* **Problem details**
Whatever the lines below say, output them exactly.

------ Given data ------

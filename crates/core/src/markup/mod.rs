//! Markup handling shared by the repair engine and the content stages.

pub mod dom;
pub mod repair;

use std::borrow::Cow;
use std::path::Path;

pub use dom::{Document, Element, NodeId, NodeKind, ParseMode};

use crate::error::MarkupError;

pub fn read_document(path: &Path, mode: ParseMode) -> Result<Document, MarkupError> {
    let bytes = std::fs::read(path)?;
    let text = String::from_utf8(bytes)?;
    Document::parse(&text, mode)
}

pub fn write_document(path: &Path, doc: &Document) -> Result<(), MarkupError> {
    crate::fsutil::replace_file(path, doc.serialize().as_bytes())?;
    Ok(())
}

/// Canonical form of a decoded string: residual entity escaping removed
/// (`&amp;amp;` becomes `&`) and the result in Unicode NFC.
pub fn canonical_text(s: &str) -> Cow<'_, str> {
    use unicode_normalization::UnicodeNormalization;

    let mut current: Cow<'_, str> = Cow::Borrowed(s);
    // Each effective pass consumes at least one entity, so `len` passes suffice.
    for _ in 0..=s.len() {
        if !current.contains('&') {
            break;
        }
        let decoded = html_escape::decode_html_entities(&current).into_owned();
        if decoded == current.as_ref() {
            break;
        }
        current = Cow::Owned(decoded);
    }

    if unicode_normalization::is_nfc(&current) {
        current
    } else {
        Cow::Owned(current.nfc().collect())
    }
}

/// Canonicalize every text node and attribute value. Returns true if anything changed.
pub fn canonicalize_entities(doc: &mut Document) -> bool {
    let mut changed = false;
    for id in doc.descendants(doc.root()) {
        match doc.kind_mut(id) {
            NodeKind::Text(text) => {
                if let Cow::Owned(canon) = canonical_text(text) {
                    if canon != *text {
                        *text = canon;
                        changed = true;
                    }
                }
            }
            NodeKind::Element(el) => {
                for (_, value) in el.attrs.iter_mut() {
                    if let Cow::Owned(canon) = canonical_text(value) {
                        if canon != *value {
                            *value = canon;
                            changed = true;
                        }
                    }
                }
            }
            _ => {}
        }
    }
    changed
}

#[cfg(test)]
mod tests {
    use super::*;
    use pretty_assertions::assert_eq;
    use proptest::prelude::*;

    #[test]
    fn double_escaped_ampersand_collapses() {
        let mut doc = Document::parse_xhtml("<p title=\"a&amp;amp;b\">Tom &amp;amp; Jerry</p>").unwrap();
        assert!(canonicalize_entities(&mut doc));
        assert_eq!(doc.serialize(), "<p title=\"a&amp;b\">Tom &amp; Jerry</p>");
    }

    #[test]
    fn escaped_named_entity_becomes_character() {
        let mut doc = Document::parse_xhtml("<p>caf&amp;eacute; &amp;#169;</p>").unwrap();
        canonicalize_entities(&mut doc);
        assert_eq!(doc.serialize(), "<p>caf\u{e9} \u{a9}</p>");
    }

    #[test]
    fn decomposed_text_is_composed() {
        assert_eq!(canonical_text("e\u{301}"), "\u{e9}");
    }

    #[test]
    fn clean_document_is_unchanged() {
        let mut doc = Document::parse_xhtml("<p>plain &amp; simple</p>").unwrap();
        assert!(!canonicalize_entities(&mut doc));
    }

    proptest! {
        #[test]
        fn canonical_text_is_stable(s in "[a-z &;#0-9]{0,40}") {
            let once = canonical_text(&s).into_owned();
            let twice = canonical_text(&once).into_owned();
            prop_assert_eq!(once, twice);
        }

        #[test]
        fn canonicalized_documents_reparse(s in "[a-zA-Z &;<>]{0,40}") {
            let src = format!("<p>{}</p>", html_escape::encode_text(&s));
            let mut doc = Document::parse_xhtml(&src).unwrap();
            canonicalize_entities(&mut doc);
            let out = doc.serialize();
            prop_assert!(Document::parse_xml(&out).is_ok());
        }
    }
}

------

* **Task answer**
filename crates/core/src/markup/mod.rs
//! Markup handling shared by the repair engine and the content stages.

pub mod dom;
pub mod repair;

use std::borrow::Cow;
use std::path::Path;

pub use dom::{Document, Element, NodeId, NodeKind, ParseMode};

use crate::error::MarkupError;

pub fn read_document(path: &Path, mode: ParseMode) -> Result<Document, MarkupError> {
    let bytes = std::fs::read(path)?;
    let text = String::from_utf8(bytes)?;
    Document::parse(&text, mode)
}

pub fn write_document(path: &Path, doc: &Document) -> Result<(), MarkupError> {
    crate::fsutil::replace_file(path, doc.serialize().as_bytes())?;
    Ok(())
}

/// Canonical form of a decoded string: residual entity escaping removed
/// (`&amp;amp;` becomes `&`) and the result in Unicode NFC.
pub fn canonical_text(s: &str) -> Cow<'_, str> {
    use unicode_normalization::UnicodeNormalization;

    let mut current: Cow<'_, str> = Cow::Borrowed(s);
    // Each effective pass consumes at least one entity, so `len` passes suffice.
    for _ in 0..=s.len() {
        if !current.contains('&') {
            break;
        }
        let decoded = html_escape::decode_html_entities(&current).into_owned();
        if decoded == current.as_ref() {
            break;
        }
        current = Cow::Owned(decoded);
    }

    if unicode_normalization::is_nfc(&current) {
        current
    } else {
        Cow::Owned(current.nfc().collect())
    }
}

/// Canonicalize every text node and attribute value. Returns true if anything changed.
pub fn canonicalize_entities(doc: &mut Document) -> bool {
    let mut changed = false;
    for id in doc.descendants(doc.root()) {
        match doc.kind_mut(id) {
            NodeKind::Text(text) => {
                if let Cow::Owned(canon) = canonical_text(text) {
                    if canon != *text {
                        *text = canon;
                        changed = true;
                    }
                }
            }
            NodeKind::Element(el) => {
                for (_, value) in el.attrs.iter_mut() {
                    if let Cow::Owned(canon) = canonical_text(value) {
                        if canon != *value {
                            *value = canon;
                            changed = true;
                        }
                    }
                }
            }
            _ => {}
        }
    }
    changed
}

#[cfg(test)]
mod tests {
    use super::*;
    use pretty_assertions::assert_eq;
    use proptest::prelude::*;

    #[test]
    fn double_escaped_ampersand_collapses() {
        let mut doc = Document::parse_xhtml("<p title=\"a&amp;amp;b\">Tom &amp;amp; Jerry</p>").unwrap();
        assert!(canonicalize_entities(&mut doc));
        assert_eq!(doc.serialize(), "<p title=\"a&amp;b\">Tom &amp; Jerry</p>");
    }

    #[test]
    fn escaped_named_entity_becomes_character() {
        let mut doc = Document::parse_xhtml("<p>caf&amp;eacute; &amp;#169;</p>").unwrap();
        canonicalize_entities(&mut doc);
        assert_eq!(doc.serialize(), "<p>caf\u{e9} \u{a9}</p>");
    }

    #[test]
    fn decomposed_text_is_composed() {
        assert_eq!(canonical_text("e\u{301}"), "\u{e9}");
    }

    #[test]
    fn clean_document_is_unchanged() {
        let mut doc = Document::parse_xhtml("<p>plain &amp; simple</p>").unwrap();
        assert!(!canonicalize_entities(&mut doc));
    }

    proptest! {
        #[test]
        fn canonical_text_is_stable(s in "[a-z &;#0-9]{0,40}") {
            let once = canonical_text(&s).into_owned();
            let twice = canonical_text(&once).into_owned();
            prop_assert_eq!(once, twice);
        }

        #[test]
        fn canonicalized_documents_reparse(s in "[a-zA-Z &;<>]{0,40}") {
            let src = format!("<p>{}</p>", html_escape::encode_text(&s));
            let mut doc = Document::parse_xhtml(&src).unwrap();
            canonicalize_entities(&mut doc);
            let out = doc.serialize();
            prop_assert!(Document::parse_xml(&out).is_ok());
        }
    }
}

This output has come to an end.